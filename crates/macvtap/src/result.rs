//! Payloads written back to the container runtime.

use macvtap_common::MacvtapError;
use miette::Diagnostic;
use serde::{Deserialize, Serialize};

use crate::config::{CURRENT_VERSION, SUPPORTED_VERSIONS};

/// An interface created or configured by the plugin.
#[derive(Debug, Clone, PartialEq, Eq, Serialize, Deserialize)]
pub struct Interface {
    /// Interface name inside the sandbox.
    pub name: String,
    /// Hardware address.
    #[serde(default, skip_serializing_if = "String::is_empty")]
    pub mac: String,
    /// Path of the network namespace holding the interface.
    #[serde(default, skip_serializing_if = "String::is_empty")]
    pub sandbox: String,
}

/// Successful `ADD` result.
#[derive(Debug, Clone, PartialEq, Eq, Serialize, Deserialize)]
#[serde(rename_all = "camelCase")]
pub struct CniResult {
    /// CNI version echoed from the configuration.
    pub cni_version: String,
    /// Interfaces the plugin set up.
    pub interfaces: Vec<Interface>,
}

impl CniResult {
    /// Create a result for the given version.
    #[must_use]
    pub fn new(cni_version: impl Into<String>, interfaces: Vec<Interface>) -> Self {
        Self {
            cni_version: cni_version.into(),
            interfaces,
        }
    }
}

/// `VERSION` command output.
#[derive(Debug, Clone, PartialEq, Eq, Serialize, Deserialize)]
#[serde(rename_all = "camelCase")]
pub struct VersionInfo {
    /// Version of this output.
    pub cni_version: String,
    /// Every CNI version the plugin accepts.
    pub supported_versions: Vec<String>,
}

impl VersionInfo {
    /// The versions this build supports.
    #[must_use]
    pub fn current() -> Self {
        Self {
            cni_version: CURRENT_VERSION.to_string(),
            supported_versions: SUPPORTED_VERSIONS.iter().map(ToString::to_string).collect(),
        }
    }
}

/// Error object printed on failure.
#[derive(Debug, Clone, PartialEq, Eq, Serialize, Deserialize)]
#[serde(rename_all = "camelCase")]
pub struct ErrorResult {
    /// CNI version of this output.
    pub cni_version: String,
    /// CNI error code.
    pub code: u32,
    /// Short error message.
    pub msg: String,
    /// Extra detail, if any.
    #[serde(default, skip_serializing_if = "String::is_empty")]
    pub details: String,
}

impl From<&MacvtapError> for ErrorResult {
    fn from(err: &MacvtapError) -> Self {
        Self {
            cni_version: CURRENT_VERSION.to_string(),
            code: err.cni_code(),
            msg: err.to_string(),
            details: err.help().map(|h| h.to_string()).unwrap_or_default(),
        }
    }
}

Directions for this task »
Output the listing above word for word, from the opening line through the line that contains "impl From<&MacvtapError> for", and leave out everything after it.

Written answer »
filename crates/macvtap/src/result.rs
//! Payloads written back to the container runtime.

use macvtap_common::MacvtapError;
use miette::Diagnostic;
use serde::{Deserialize, Serialize};

use crate::config::{CURRENT_VERSION, SUPPORTED_VERSIONS};

/// An interface created or configured by the plugin.
#[derive(Debug, Clone, PartialEq, Eq, Serialize, Deserialize)]
pub struct Interface {
    /// Interface name inside the sandbox.
    pub name: String,
    /// Hardware address.
    #[serde(default, skip_serializing_if = "String::is_empty")]
    pub mac: String,
    /// Path of the network namespace holding the interface.
    #[serde(default, skip_serializing_if = "String::is_empty")]
    pub sandbox: String,
}

/// Successful `ADD` result.
#[derive(Debug, Clone, PartialEq, Eq, Serialize, Deserialize)]
#[serde(rename_all = "camelCase")]
pub struct CniResult {
    /// CNI version echoed from the configuration.
    pub cni_version: String,
    /// Interfaces the plugin set up.
    pub interfaces: Vec<Interface>,
}

impl CniResult {
    /// Create a result for the given version.
    #[must_use]
    pub fn new(cni_version: impl Into<String>, interfaces: Vec<Interface>) -> Self {
        Self {
            cni_version: cni_version.into(),
            interfaces,
        }
    }
}

/// `VERSION` command output.
#[derive(Debug, Clone, PartialEq, Eq, Serialize, Deserialize)]
#[serde(rename_all = "camelCase")]
pub struct VersionInfo {
    /// Version of this output.
    pub cni_version: String,
    /// Every CNI version the plugin accepts.
    pub supported_versions: Vec<String>,
}

impl VersionInfo {
    /// The versions this build supports.
    #[must_use]
    pub fn current() -> Self {
        Self {
            cni_version: CURRENT_VERSION.to_string(),
            supported_versions: SUPPORTED_VERSIONS.iter().map(ToString::to_string).collect(),
        }
    }
}

/// Error object printed on failure.
#[derive(Debug, Clone, PartialEq, Eq, Serialize, Deserialize)]
#[serde(rename_all = "camelCase")]
pub struct ErrorResult {
    /// CNI version of this output.
    pub cni_version: String,
    /// CNI error code.
    pub code: u32,
    /// Short error message.
    pub msg: String,
    /// Extra detail, if any.
    #[serde(default, skip_serializing_if = "String::is_empty")]
    pub details: String,
}

impl From<&MacvtapError> for ErrorResult {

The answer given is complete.